Several major assemblies are held in the MPH and generally require whole-school attendance, these including NAIDOC Week, ANZAC Day and Remembrance Day. A whole-school assembly was summoned in 2022 to farewell Ms Lois O'Reilley, as she retired from her 20-year tenure as Executive Principal. Student clubs are prevalent, such as Indooroopilly Voices (the choir), SRC (Student Representative Council) and Writers' Society.

== 2021 COVID Scare ==
During the COVID-19 pandemic, a student at the school returned a positive test result to COVID-19. As the student had been attending the school for a two day period while infectious, an immediate closure of the school was required. The closure was to last a minimum of two days so a deep clean could be performed. The Queensland Department of Education had initially said they expected the school would re-open after the deep clean was performed, however later backtracked, establishing the school as a COVID-19 exposure site. In light of this, all staff and students present at the site at the same time the symptomatic student was in attendance was required to self-isolate for a 14-day period and undertake a COVID-19 Test in accordance with state health policy. During this period the school switched over to online learning and implemented an online learning policy where students interacted with teachers through via digital platforms. Due to the high volume of people requiring testing, the school oval was converted into a temporary drive-through COVID-19 Testing site.
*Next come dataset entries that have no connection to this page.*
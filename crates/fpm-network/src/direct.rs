//! Same-LAN reachability test for peer power requests.
//!
//! A neighbor is "direct" when the kernel's best route to it leaves through
//! the control-plane bridge without a gateway hop. Routes are looked up
//! live on every call.

use async_trait::async_trait;
use fpm_core::{LinkProbe, PowerError, Result};
use serde::Deserialize;
use std::net::IpAddr;
use std::sync::Arc;
use tokio::process::Command;

/// One route returned by the kernel for a destination.
#[derive(Debug, Clone, PartialEq, Eq)]
pub struct Route {
    pub gateway: Option<String>,
    /// Outbound interface index, 0 when the device could not be resolved.
    pub link_index: u32,
}

#[async_trait]
pub trait RouteLookup: Send + Sync {
    async fn routes(&self, ip: IpAddr) -> Result<Vec<Route>>;
}

#[derive(Debug, Deserialize)]
struct RawRoute {
    dev: String,
    #[serde(default)]
    gateway: Option<String>,
}

/// Parse the output of `ip -j route get`, resolving each device name with `index_of`.
pub fn parse_routes(json: &[u8], index_of: impl Fn(&str) -> Option<u32>) -> Result<Vec<Route>> {
    let raw: Vec<RawRoute> = serde_json::from_slice(json)
        .map_err(|e| PowerError::Capability(format!("malformed route table output: {}", e)))?;

    Ok(raw
        .into_iter()
        .map(|r| Route {
            link_index: index_of(&r.dev).unwrap_or(0),
            gateway: r.gateway,
        })
        .collect())
}

/// Kernel index of a named network interface.
#[cfg(unix)]
pub fn interface_index(name: &str) -> Option<u32> {
    let c_name = std::ffi::CString::new(name).ok()?;
    // SAFETY: c_name is a valid NUL-terminated string for the duration of the call.
    let index = unsafe { libc::if_nametoindex(c_name.as_ptr()) };
    if index == 0 {
        None
    } else {
        Some(index)
    }
}

#[cfg(not(unix))]
pub fn interface_index(_name: &str) -> Option<u32> {
    None
}

/// Route lookup backed by iproute2.
#[derive(Debug, Default, Clone)]
pub struct IpRouteLookup;

#[async_trait]
impl RouteLookup for IpRouteLookup {
    async fn routes(&self, ip: IpAddr) -> Result<Vec<Route>> {
        let output = Command::new("ip")
            .args(["-j", "route", "get", &ip.to_string()])
            .output()
            .await
            .map_err(|e| PowerError::Capability(format!("failed to run ip route: {}", e)))?;

        if !output.status.success() {
            return Err(PowerError::Capability(format!(
                "route lookup for {} failed: {}",
                ip,
                String::from_utf8_lossy(&output.stderr).trim()
            )));
        }

        parse_routes(&output.stdout, interface_index)
    }
}

pub struct DirectLinkProbe {
    link_index: u32,
    lookup: Arc<dyn RouteLookup>,
}

impl DirectLinkProbe {
    /// Resolve the control interface once. A missing interface is fatal.
    pub fn new(interface: &str) -> Result<Self> {
        let link_index = interface_index(interface).ok_or_else(|| {
            PowerError::Fatal(format!("failed to resolve interface '{}'", interface))
        })?;
        Ok(Self::with_lookup(link_index, Arc::new(IpRouteLookup)))
    }

    pub fn with_lookup(link_index: u32, lookup: Arc<dyn RouteLookup>) -> Self {
        Self { link_index, lookup }
    }
}

#[async_trait]
impl LinkProbe for DirectLinkProbe {
    async fn is_direct(&self, ip: &str) -> Result<bool> {
        let addr: IpAddr = ip
            .parse()
            .map_err(|_| PowerError::Validation(format!("invalid address: {}", ip)))?;

        let routes = match self.lookup.routes(addr).await {
            Ok(routes) => routes,
            Err(e) => {
                tracing::debug!(ip, error = %e, "route lookup failed, treating as not direct");
                return Ok(false);
            }
        };

        Ok(routes
            .iter()
            .any(|r| r.gateway.is_none() && r.link_index == self.link_index))
    }
}
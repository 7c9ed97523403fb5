use crate::safe_lock;
use async_trait::async_trait;
use fpm_core::{unix_now, FarmId, Ledger, NodeId, NodeRecord, PowerError, PowerState, Result};
use std::collections::BTreeMap;
use std::sync::Mutex;

#[derive(Default)]
struct LedgerState {
    nodes: BTreeMap<NodeId, NodeRecord>,
    transactions: Vec<(NodeId, PowerState)>,
    uptimes: Vec<(NodeId, u64)>,
    reads: usize,
    listings: usize,
    fail_writes: bool,
    fail_reads: bool,
    fail_listings: usize,
}

/// Ledger held in memory. Writes update the stored records.
#[derive(Default)]
pub struct MemoryLedger {
    state: Mutex<LedgerState>,
}

impl MemoryLedger {
    pub fn new() -> Self {
        Self::default()
    }

    pub fn with_nodes(records: impl IntoIterator<Item = NodeRecord>) -> Self {
        let ledger = Self::new();
        for record in records {
            ledger.insert(record);
        }
        ledger
    }

    pub fn insert(&self, record: NodeRecord) {
        safe_lock(&self.state).nodes.insert(record.id, record);
    }

    pub fn node(&self, id: NodeId) -> Option<NodeRecord> {
        safe_lock(&self.state).nodes.get(&id).cloned()
    }

    /// Power state transactions in submission order.
    pub fn transactions(&self) -> Vec<(NodeId, PowerState)> {
        safe_lock(&self.state).transactions.clone()
    }

    pub fn uptimes(&self) -> Vec<(NodeId, u64)> {
        safe_lock(&self.state).uptimes.clone()
    }

    pub fn reads(&self) -> usize {
        safe_lock(&self.state).reads
    }

    pub fn listings(&self) -> usize {
        safe_lock(&self.state).listings
    }

    pub fn set_fail_writes(&self, fail: bool) {
        safe_lock(&self.state).fail_writes = fail;
    }

    pub fn set_fail_reads(&self, fail: bool) {
        safe_lock(&self.state).fail_reads = fail;
    }

    /// Fail the next `n` farm listings.
    pub fn fail_next_listings(&self, n: usize) {
        safe_lock(&self.state).fail_listings = n;
    }
}

#[async_trait]
impl Ledger for MemoryLedger {
    async fn get_node(&self, id: NodeId) -> Result<NodeRecord> {
        let mut state = safe_lock(&self.state);
        state.reads += 1;
        if state.fail_reads {
            return Err(PowerError::Connection("ledger unreachable".into()));
        }
        state
            .nodes
            .get(&id)
            .cloned()
            .ok_or_else(|| PowerError::Validation(format!("node {} not found", id)))
    }

    async fn farm_nodes(&self, farm: FarmId) -> Result<Vec<NodeId>> {
        let mut state = safe_lock(&self.state);
        state.listings += 1;
        if state.fail_listings > 0 {
            state.fail_listings -= 1;
            return Err(PowerError::Connection("ledger unreachable".into()));
        }
        Ok(state
            .nodes
            .values()
            .filter(|n| n.farm_id == farm)
            .map(|n| n.id)
            .collect())
    }

    async fn set_power_state(&self, node: NodeId, power: PowerState) -> Result<()> {
        let mut state = safe_lock(&self.state);
        if state.fail_writes {
            return Err(PowerError::Ledger("transaction rejected".into()));
        }
        state.transactions.push((node, power));
        if let Some(record) = state.nodes.get_mut(&node) {
            record.power.state = power;
        }
        Ok(())
    }

    async fn report_uptime(&self, node: NodeId, uptime_secs: u64) -> Result<()> {
        let mut state = safe_lock(&self.state);
        if state.fail_writes {
            return Err(PowerError::Ledger("transaction rejected".into()));
        }
        state.uptimes.push((node, uptime_secs));
        if let Some(record) = state.nodes.get_mut(&node) {
            record.power.last_up_time = unix_now();
        }
        Ok(())
    }
}
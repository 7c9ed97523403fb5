//! Wiring shared by the orchestrator and server tests.

use crate::auth::LedgerSignatureVerifier;
use crate::leader::SharedLeadership;
use crate::metrics::PowerMetrics;
use crate::orchestrator::{PowerDeps, PowerOrchestrator};
use fpm_core::{
    unix_now, InboundRequest, NodeConfig, NodeId, PowerRequest, PowerState, PowerTarget,
};
use fpm_crypto::{signed, Identity};
use fpm_test_utils::{
    node_record, ChannelEventFeed, MemoryLedger, ReadyUptime, RecordingHost, RecordingPeers,
    RecordingWaker, StaticProbe, StaticPublicConfig,
};
use std::sync::Arc;

pub const SELF: u32 = 1;
pub const FARM: u32 = 7;

pub struct Harness {
    pub ledger: Arc<MemoryLedger>,
    pub feed: Arc<ChannelEventFeed>,
    pub leadership: SharedLeadership,
    pub waker: Arc<RecordingWaker>,
    pub peers: Arc<RecordingPeers>,
    pub host: Arc<RecordingHost>,
    pub uptime: Arc<ReadyUptime>,
    pub metrics: Arc<PowerMetrics>,
}

impl Harness {
    pub fn new() -> Self {
        Self::with_host(RecordingHost::new())
    }

    pub fn with_host(host: RecordingHost) -> Self {
        Self {
            ledger: Arc::new(MemoryLedger::with_nodes([node_record(SELF, FARM)])),
            feed: Arc::new(ChannelEventFeed::new()),
            leadership: SharedLeadership::new(false),
            waker: Arc::new(RecordingWaker::new()),
            peers: Arc::new(RecordingPeers::new()),
            host: Arc::new(host),
            uptime: Arc::new(ReadyUptime::new(true)),
            metrics: PowerMetrics::new().unwrap(),
        }
    }

    pub fn set_self_power(&self, target: PowerTarget, state: PowerState) {
        let mut me = self.ledger.node(NodeId(SELF)).unwrap();
        me.power.target = target;
        me.power.state = state;
        self.ledger.insert(me);
    }

    pub fn build(&self, probe: StaticProbe, public: StaticPublicConfig) -> Arc<PowerOrchestrator> {
        let config: NodeConfig = toml::from_str(&format!(
            "node_id = {}\nfarm_id = {}\nledger_url = \"http://ledger\"\n",
            SELF, FARM
        ))
        .unwrap();
        let deps = PowerDeps {
            ledger: self.ledger.clone(),
            events: self.feed.clone(),
            leader: Arc::new(self.leadership.clone()),
            probe: Arc::new(probe),
            waker: self.waker.clone(),
            peers: self.peers.clone(),
            host: self.host.clone(),
            uptime: self.uptime.clone(),
            public_config: Arc::new(public),
            verifier: Arc::new(LedgerSignatureVerifier::new(self.ledger.clone(), 300)),
            metrics: self.metrics.clone(),
        };
        Arc::new(PowerOrchestrator::new(
            &config,
            Arc::new(Identity::generate()),
            deps,
        ))
    }

    pub fn orchestrator(&self) -> Arc<PowerOrchestrator> {
        self.build(StaticProbe::default(), StaticPublicConfig::Answer(true))
    }
}

pub struct Leader {
    pub identity: Identity,
    pub id: u32,
}

/// Put a node with a fresh identity on the ledger.
pub fn register_leader(h: &Harness, id: u32, farm: u32) -> Leader {
    let identity = Identity::generate();
    let mut record = node_record(id, farm);
    record.public_key = identity.public_key_hex();
    h.ledger.insert(record);
    Leader { identity, id }
}

pub fn power_request(leader: &Leader, body: &PowerRequest) -> InboundRequest {
    let body = serde_json::to_vec(body).unwrap();
    let headers =
        signed::sign_request(&leader.identity, leader.id, "POST", "/power", unix_now(), &body);
    InboundRequest {
        method: "POST".into(),
        path: "/power".into(),
        signer: Some(headers.signer),
        timestamp: Some(headers.timestamp),
        signature: Some(headers.signature),
        body,
    }
}
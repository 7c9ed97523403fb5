//! Capabilities the power orchestrator consumes.
//!
//! Every external collaborator (ledger, event bus, election, OS networking,
//! init system) sits behind one of these traits so the orchestrator is
//! constructed once with its dependencies injected.

use crate::error::Result;
use crate::types::{FarmId, InboundRequest, NodeId, NodeRecord, PowerChangeEvent, PowerState};
use async_trait::async_trait;
use tokio::sync::mpsc;

/// Stream of power change events. The channel closing means the feed failed.
pub type EventStream = mpsc::Receiver<PowerChangeEvent>;

/// Read/write access to the authoritative ledger.
#[async_trait]
pub trait Ledger: Send + Sync {
    async fn get_node(&self, id: NodeId) -> Result<NodeRecord>;

    async fn farm_nodes(&self, farm: FarmId) -> Result<Vec<NodeId>>;

    /// Record this node's power state.
    async fn set_power_state(&self, node: NodeId, state: PowerState) -> Result<()>;

    async fn report_uptime(&self, node: NodeId, uptime_secs: u64) -> Result<()>;
}

#[async_trait]
pub trait EventFeed: Send + Sync {
    async fn subscribe(&self) -> Result<EventStream>;
}

pub trait LeaderOracle: Send + Sync {
    fn is_leader(&self) -> bool;
}

/// Answers whether an IP sits on the control-plane link with no gateway hop.
#[async_trait]
pub trait LinkProbe: Send + Sync {
    async fn is_direct(&self, ip: &str) -> Result<bool>;
}

/// Powers a neighbor on.
#[async_trait]
pub trait Waker: Send + Sync {
    async fn power_up(&self, node: &NodeRecord) -> Result<()>;
}

/// Asks a neighbor to power itself down. Delivery is best-effort.
#[async_trait]
pub trait PeerPower: Send + Sync {
    async fn request_power_down(&self, ip: &str, leader: NodeId, node: NodeId) -> Result<()>;
}

/// The host init system.
#[async_trait]
pub trait PowerControl: Send + Sync {
    /// Fails with `PowerError::NotSupported` where shutdown has to be emulated.
    async fn shutdown(&self) -> Result<()>;

    async fn reboot(&self) -> Result<()>;
}

#[async_trait]
pub trait UptimeReporter: Send + Sync {
    /// Resolves once at least one uptime report reached the ledger.
    async fn ready(&self);

    async fn send_now(&self) -> Result<()>;
}

#[async_trait]
pub trait PublicConfigSource: Send + Sync {
    async fn has_public_config(&self) -> Result<bool>;
}

/// Maps a signed request to the chain identity that signed it.
#[async_trait]
pub trait RequestVerifier: Send + Sync {
    async fn verify_and_identify(&self, request: &InboundRequest) -> Result<NodeId>;
}
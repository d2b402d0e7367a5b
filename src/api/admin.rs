// SPDX-License-Identifier: AGPL-3.0-or-later
//
// Copyright (C) 2026 Relational Network

//! Admin-only API endpoints.
//!
//! These endpoints require the caller to be on the `ADMINS` allowlist and
//! provide:
//! - System statistics
//! - Minting of server-signed resource identifiers

use axum::{extract::State, http::StatusCode, Json};
use chrono::Utc;
use serde::Serialize;
use utoipa::ToSchema;

use crate::{
    auth::{Pubkey, SuperAdmin},
    error::ApiError,
    state::AppState,
};

/// System statistics response.
#[derive(Debug, Serialize, ToSchema)]
pub struct SystemStatsResponse {
    /// Registered workspaces.
    pub workspaces: usize,
    /// Workspace memberships.
    pub members: usize,
    /// Role assignment rows (owners hold roles implicitly and are not counted).
    pub role_assignments: usize,
    /// Login challenges currently held.
    pub outstanding_challenges: usize,
    /// Number of configured admins.
    pub admins: usize,
    /// Current timestamp.
    pub timestamp: String,
}

#[derive(Debug, Serialize, ToSchema)]
pub struct MintedResourceId {
    pub resource_id: String,
    pub creator: Pubkey,
}

/// System statistics.
#[utoipa::path(
    get,
    path = "/v1/admin/stats",
    tag = "Admin",
    security(("session" = []), ("token" = [])),
    responses(
        (status = 200, description = "System statistics", body = SystemStatsResponse),
        (status = 403, description = "Not an admin"),
    )
)]
pub async fn stats(
    State(state): State<AppState>,
    SuperAdmin(_admin): SuperAdmin,
) -> Result<Json<SystemStatsResponse>, ApiError> {
    let store = state.access.stats().await?;
    let outstanding_challenges = state.login.outstanding().await?;

    Ok(Json(SystemStatsResponse {
        workspaces: store.workspaces,
        members: store.members,
        role_assignments: store.role_assignments,
        outstanding_challenges,
        admins: state.config.admins.len(),
        timestamp: Utc::now().to_rfc3339(),
    }))
}

/// Mint a resource id signed by the server key.
#[utoipa::path(
    post,
    path = "/v1/admin/resource-ids",
    tag = "Admin",
    security(("session" = []), ("token" = [])),
    responses(
        (status = 201, description = "Resource id minted", body = MintedResourceId),
        (status = 403, description = "Not an admin"),
        (status = 503, description = "No server signing key configured"),
    )
)]
pub async fn mint_resource_id(
    State(state): State<AppState>,
    SuperAdmin(admin): SuperAdmin,
) -> Result<(StatusCode, Json<MintedResourceId>), ApiError> {
    let signer = state
        .signer
        .as_ref()
        .ok_or_else(|| ApiError::service_unavailable("No server signing key configured"))?;

    let resource_id = signer.mint_resource_id()?;
    tracing::info!(admin = %admin.pubkey, "server resource id minted");

    Ok((
        StatusCode::CREATED,
        Json(MintedResourceId {
            resource_id,
            creator: signer.pubkey(),
        }),
    ))
}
== 70th Anniversary Celebrations ==
On 11 October 2025, the school held celebrations for the 70th anniversary of its founding. During this event, overseen by then principal Michael Hornby, the graduating class of 1954 was invited to return, as well as the rest of the school's alumni. A time capsule was sealed, containing memorabilia, such as the SRC Constitution, to be opened on the 100th anniversary in 2054.

==Notable alumni==

- Dane Bird-Smith, athlete who represented Australia and won a Bronze medal in the 20 kilometres race walk in the 2016 Summer Olympics.
- Peter C. Doherty, medical researcher, Nobel Laureate 1996, Australian of the Year 1997.
- Katherine Feeney, radio presenter
- Peter Greste, Al Jazeera journalist and former Indooroopilly State High school captain.
- George Negus, author, journalist and host of Network Ten's current affairs programme 6PM with George Negus.
- Chloe Shorten, journalist and wife of Bill Shorten.
- Jillian Whiting, Brisbane news reader and television host.
- Barry Gomersall, Australian rugby league referee who refereed six rugby league internationals and nine State of Origin series matches.